ANTWERP (Reuters) – The famous bellows of “Order!” by former British parliamentary Speaker John Bercow have shimmied their way out of Westminster and into a dance remix gone viral at the hands of Belgian dance musician Michael Schack.
Belgian music producer Michael Schack, creator of the track “Order”, which mixes dance music with former speaker of British House of Commons John Bercow’s trademark ripostes, poses with puppets depicting Bercow and British Prime Minister Boris Johnson, in his studio in Antwerp, Belgium November 6, 2019. REUTERS/Yves Herman
“John Bercow is probably the most rock ‘n’ roll politician in the whole Brexit saga,” Schack told Reuters in an interview.
The video, featuring an intense beat and muppet versions of Bercow, as well as Prime Minister Boris Johnson, has amassed tens of thousands of views on YouTube views since Schack uploaded it on Oct. 24.
Bercow’s sometimes caustic put-downs of lawmakers and his contorted cries of “Order!” as he refereed House of Commons debates on the tortuous Brexit saga have made him one of the most recognizable figures in British politics.
Schack was looking for vocals for a dance track he had produced and he turned to Bercow and his trademark ripostes after watching the debates.
“There was one guy that stood out – they’ve had three prime ministers but it’s only one guy who is actually the protagonist in the whole Brexit saga,” Shack said, referring to Johnson’s predecessors Theresa May and David Cameron.

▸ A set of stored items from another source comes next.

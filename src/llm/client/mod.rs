//! LLM客户端 - 提供统一的LLM服务接口

use anyhow::Result;
use async_trait::async_trait;
use std::future::Future;
use std::sync::Arc;

use crate::cache::CacheManager;
use crate::config::{Config, LLMConfig, ModelEndpoint};
use crate::llm::tools::{AgentTool, Toolbox};

pub mod output;
mod providers;
mod tool_turns;
pub mod types;

pub use output::{parse_json_output, schema_instruction};
pub use types::{AgentProfile, AgentRuntime, ModelRole};

use providers::ProviderClient;
use tool_turns::{ToolRun, run_tool_turns};

const PROMPT_CACHE_CATEGORY: &str = "prompt";
const CHECK_SYSTEM_PROMPT: &str = "You are a helpful assistant.";
const CHECK_USER_PROMPT: &str = "Hello";

/// 第 `retries` 次失败后的等待时长，超大值时饱和而不溢出
fn backoff_delay_ms(base_ms: u64, retries: u32) -> u64 {
    base_ms.saturating_mul(2u64.saturating_pow(retries.saturating_sub(1)))
}

fn prompt_cache_key(endpoint: &ModelEndpoint, system_prompt: &str, user_prompt: &str) -> String {
    format!(
        "{}\n{}\n{}\n{}",
        endpoint.provider, endpoint.model, system_prompt, user_prompt
    )
}

/// LLM客户端 - 按模型角色持有两个provider客户端
#[derive(Clone)]
pub struct LLMClient {
    config: LLMConfig,
    research: ProviderClient,
    reasoning: ProviderClient,
    cache: Arc<CacheManager>,
}

impl LLMClient {
    /// 创建新的LLM客户端
    pub fn new(config: &Config) -> Result<Self> {
        let research = ProviderClient::new(&config.llm.research)?;
        let reasoning = ProviderClient::new(&config.llm.reasoning)?;
        Ok(Self {
            config: config.llm.clone(),
            research,
            reasoning,
            cache: Arc::new(CacheManager::new(config.cache.clone())),
        })
    }

    fn endpoint(&self, role: ModelRole) -> (&ProviderClient, &ModelEndpoint) {
        match role {
            ModelRole::Research => (&self.research, &self.config.research),
            ModelRole::Reasoning => (&self.reasoning, &self.config.reasoning),
        }
    }

    /// 检查两个模型端点是否可用，始终真实请求而不读缓存
    pub async fn check_connection(&self) -> Result<()> {
        tracing::info!("🔄 正在检查模型连接...");
        for role in [ModelRole::Research, ModelRole::Reasoning] {
            let (_, endpoint) = self.endpoint(role);
            match self
                .prompt_uncached(role, CHECK_SYSTEM_PROMPT, CHECK_USER_PROMPT)
                .await
            {
                Ok(_) => tracing::info!("✅ 模型连接正常: {} / {}", endpoint.provider, endpoint.model),
                Err(e) => {
                    tracing::error!(
                        "❌ 模型连接失败: {} / {}: {}",
                        endpoint.provider,
                        endpoint.model,
                        e
                    );
                    return Err(e);
                }
            }
        }
        Ok(())
    }

    /// 通用重试逻辑，重试间隔按指数增长
    async fn retry_with_backoff<T, F, Fut>(&self, operation: F) -> Result<T>
    where
        F: Fn() -> Fut,
        Fut: Future<Output = Result<T, anyhow::Error>>,
    {
        let max_retries = self.config.retry_attempts.max(1);
        let mut retries = 0;

        loop {
            match operation().await {
                Ok(result) => return Ok(result),
                Err(err) => {
                    retries += 1;
                    tracing::warn!(
                        "❌ 调用模型服务出错，重试中 (第 {} / {}次尝试): {}",
                        retries,
                        max_retries,
                        err
                    );
                    if retries >= max_retries {
                        return Err(err);
                    }
                    let delay = backoff_delay_ms(self.config.retry_delay_ms, retries);
                    tokio::time::sleep(std::time::Duration::from_millis(delay)).await;
                }
            }
        }
    }

    /// 允许Agent调用工具的多轮对话，轮数用尽时改由无工具Agent收尾
    pub async fn prompt_with_tools(
        &self,
        role: ModelRole,
        system_prompt: &str,
        user_prompt: &str,
        toolbox: &Toolbox,
        tools: &[AgentTool],
    ) -> Result<String> {
        let (client, endpoint) = self.endpoint(role);
        let agent = client.create_agent_with_tools(
            &endpoint.model,
            system_prompt,
            &self.config,
            toolbox,
            tools,
        )?;
        let max_turns = self.config.max_tool_turns.max(1);

        let run = self
            .retry_with_backoff(|| async { run_tool_turns(&agent, user_prompt, max_turns).await })
            .await?;

        let (max_turns, transcript) = match run {
            ToolRun::Finished(answer) => return Ok(answer),
            ToolRun::Exhausted {
                max_turns,
                transcript,
            } => (max_turns, transcript),
        };

        tracing::info!("🔄 工具轮数用尽，改为直接推理收尾...");
        let wrap_up = transcript.wrap_up_prompt(user_prompt);
        match self.prompt_plain(role, system_prompt, &wrap_up).await {
            Ok(answer) => Ok(answer),
            Err(e) => {
                tracing::warn!("⚠️ 收尾推理失败，返回部分结果: {}", e);
                Ok(transcript.partial_answer(max_turns))
            }
        }
    }

    /// 单轮对话（不使用工具），启用缓存时命中直接返回
    pub async fn prompt_plain(
        &self,
        role: ModelRole,
        system_prompt: &str,
        user_prompt: &str,
    ) -> Result<String> {
        let (_, endpoint) = self.endpoint(role);
        let cache_key = prompt_cache_key(endpoint, system_prompt, user_prompt);

        if let Some(cached) = self
            .cache
            .get::<String>(PROMPT_CACHE_CATEGORY, &cache_key)
            .await?
        {
            return Ok(cached);
        }

        let response = self
            .prompt_uncached(role, system_prompt, user_prompt)
            .await?;

        if let Err(e) = self
            .cache
            .set(
                PROMPT_CACHE_CATEGORY,
                &cache_key,
                response.clone(),
                Some(&endpoint.model),
            )
            .await
        {
            tracing::warn!("⚠️ 写入缓存失败: {}", e);
        }
        Ok(response)
    }

    async fn prompt_uncached(
        &self,
        role: ModelRole,
        system_prompt: &str,
        user_prompt: &str,
    ) -> Result<String> {
        let (client, endpoint) = self.endpoint(role);
        let agent = client.create_agent(&endpoint.model, system_prompt, &self.config)?;
        self.retry_with_backoff(|| async { agent.prompt(user_prompt).await })
            .await
    }
}

#[async_trait]
impl AgentRuntime for LLMClient {
    async fn run_agent(
        &self,
        profile: &AgentProfile,
        user_prompt: &str,
        toolbox: Option<&Toolbox>,
    ) -> Result<String> {
        tracing::debug!("🤖 {} 开始执行", profile.name);
        match toolbox {
            Some(toolbox) if profile.uses_tools() => {
                self.prompt_with_tools(
                    profile.role,
                    &profile.instruction,
                    user_prompt,
                    toolbox,
                    &profile.tools,
                )
                .await
            }
            _ => {
                self.prompt_plain(profile.role, &profile.instruction, user_prompt)
                    .await
            }
        }
    }
}

#[cfg(test)]
mod tests {
    use super::*;
    use crate::config::{CacheConfig, LLMProvider};
    use tempfile::TempDir;

    fn unreachable_endpoint(model: &str) -> ModelEndpoint {
        ModelEndpoint {
            provider: LLMProvider::OpenAI,
            api_key: "sk-test".to_string(),
            api_base_url: "http://127.0.0.1:9/v1".to_string(),
            model: model.to_string(),
        }
    }

    #[test]
    fn test_client_selects_endpoint_by_role() {
        let mut config = Config::default();
        config.llm.research = ModelEndpoint {
            provider: LLMProvider::OpenAI,
            api_key: "sk-test".to_string(),
            api_base_url: "http://localhost:1/v1".to_string(),
            model: "research-model".to_string(),
        };
        config.llm.reasoning = ModelEndpoint {
            provider: LLMProvider::OpenRouter,
            api_key: "or-test".to_string(),
            api_base_url: String::new(),
            model: "reasoning-model".to_string(),
        };

        let client = LLMClient::new(&config).unwrap();
        assert_eq!(client.endpoint(ModelRole::Research).1.model, "research-model");
        assert_eq!(client.endpoint(ModelRole::Reasoning).1.model, "reasoning-model");
    }

    #[test]
    fn test_backoff_delay_saturates() {
        assert_eq!(backoff_delay_ms(500, 1), 500);
        assert_eq!(backoff_delay_ms(500, 3), 2000);
        assert_eq!(backoff_delay_ms(500, 80), u64::MAX);
        assert_eq!(backoff_delay_ms(u64::MAX, 2), u64::MAX);
    }

    #[tokio::test]
    async fn test_cached_reply_does_not_mask_dead_endpoint() {
        let temp_dir = TempDir::new().unwrap();
        let mut config = Config::default();
        config.llm.research = unreachable_endpoint("research-model");
        config.llm.reasoning = unreachable_endpoint("reasoning-model");
        config.llm.retry_attempts = 1;
        config.cache = CacheConfig {
            enabled: true,
            cache_dir: temp_dir.path().to_path_buf(),
            expire_hours: 24,
        };
        let client = LLMClient::new(&config).unwrap();

        for role in [ModelRole::Research, ModelRole::Reasoning] {
            let endpoint = client.endpoint(role).1.clone();
            let key = prompt_cache_key(&endpoint, CHECK_SYSTEM_PROMPT, CHECK_USER_PROMPT);
            client
                .cache
                .set(
                    PROMPT_CACHE_CATEGORY,
                    &key,
                    "Hello! How can I help?".to_string(),
                    Some(&endpoint.model),
                )
                .await
                .unwrap();
        }

        let cached = client
            .prompt_plain(ModelRole::Research, CHECK_SYSTEM_PROMPT, CHECK_USER_PROMPT)
            .await
            .unwrap();
        assert_eq!(cached, "Hello! How can I help?");
        assert!(client.check_connection().await.is_err());
    }
}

Bercow, who stood down as Speaker last week, found himself at the center of big moments, and sometimes put himself there, in the Brexit tug-of-war between the legislature and the executive.
His cries of “Order!” – which he said nearly 14,000 times during his 10-year tenure according to the BBC – propelled him to fame across the globe.
Schack, an Antwerp-based electronic drummer and musician, said he did not know if Bercow had seen his video.
“I certainly hope he saw it. I hope he appreciates it,” Schack said. “He has a bit of humor.”
He said the video was not intended as a political statement.
“It’s not anti-Brexit, it’s just music about a political situation, trying to put a smile on people’s faces.”